A Networking Overview

The concept of socket forms the basis of modern network programming. It refers to the communicating endpoints between two computers in a network. This idea of socket owes its origin in 80s back to the release of 4.2 BSD UNIX. Since then, it has become a de-facto paradigm of network programming. Socket programming enables us to establish communication between multiple clients all at once. The type of information communicated also varies according to the port number used along with the socket. Therefore, a single computer can communicate not only with multiple clients but also with multiple type of information.

During network transmission, the data is broken into smaller chunks, called packets, which then are sent to an address across the network. The norms of this communication are called the routing protocol. Internet Protocol (IP) is such a low-level protocol which transmits information to the destination address but does not guarantee that the said packet will be delivered. This means that the communication according to this protocol is marked by unreliability. There is another protocol called the Transmission Control Protocol (TCP), which is a high level protocol that manages transmission of packets in a reliable manner by sorting and re-transmitting undelivered packets to the destination address.

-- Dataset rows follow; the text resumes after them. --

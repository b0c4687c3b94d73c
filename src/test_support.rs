//! Fixtures shared by unit tests.

use crate::model::{Account, ACCOUNT_COUNT};
use crate::parser::DISCLAIMER_MARKER;

pub(crate) fn sample_account(index: usize) -> Account {
    Account {
        address: format!("0x{:040x}", 0xa11ce000 + index),
        balance: "10000".to_string(),
        private_key: format!("0x{:064x}", 0xbeef0000 + index),
    }
}

pub(crate) fn sample_accounts() -> Vec<Account> {
    (0..ACCOUNT_COUNT).map(sample_account).collect()
}

/// Render `count` account blocks the way the node prints them on startup.
pub(crate) fn node_banner(count: usize) -> String {
    let mut out = String::from(
        "Started HTTP and WebSocket JSON-RPC server at http://127.0.0.1:8545/\n\nAccounts\n========\n\n",
    );
    out.push_str(DISCLAIMER_MARKER);
    out.push_str("\nAny funds sent to them on Mainnet or any other live network WILL BE LOST.\n\n");
    for index in 0..count {
        let account = sample_account(index);
        out.push_str(&format!(
            "Account #{index}: {} ({} ETH)\nPrivate Key: {}\n\n",
            account.address, account.balance, account.private_key
        ));
    }
    out.push_str(DISCLAIMER_MARKER);
    out.push_str("\nAny funds sent to them on Mainnet or any other live network WILL BE LOST.\n");
    out
}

But the problem with TCP is that it is a connection-oriented protocol; this means that, prior to information transmission, a connection must be established and this connection must be rigidly held onto throughout the communication process. The connection must be explicitly released at the end of the communication. This ensures reliability, no doubt, but also wastes bandwidth by holding on to the channel even if no data transmission occurs at a particular moment. There is another version of TCP protocol, called the User Datagram Protocol (UDP), that answers this problem aptly. This protocol supports transmission that is fast, and connectionless, but has an unreliable exchange of packets. Therefore, the reliability or unreliability of data transmission is directly associated with the type of connection established, whether it is connection oriented or connection less; it depends respectively.

The protocol, therefore, is called TCP/IP. This protocol reserves 1024 ports to determine some higher-order protocols. To allay confusion, note that these specific protocols determine the type of information transmitted, whereas the low-level protocols (TCP/IP) are concerned only with the mechanism of how data is to be transmitted by conditioning the information into smaller chunks called packets without caring about the type of information it contained.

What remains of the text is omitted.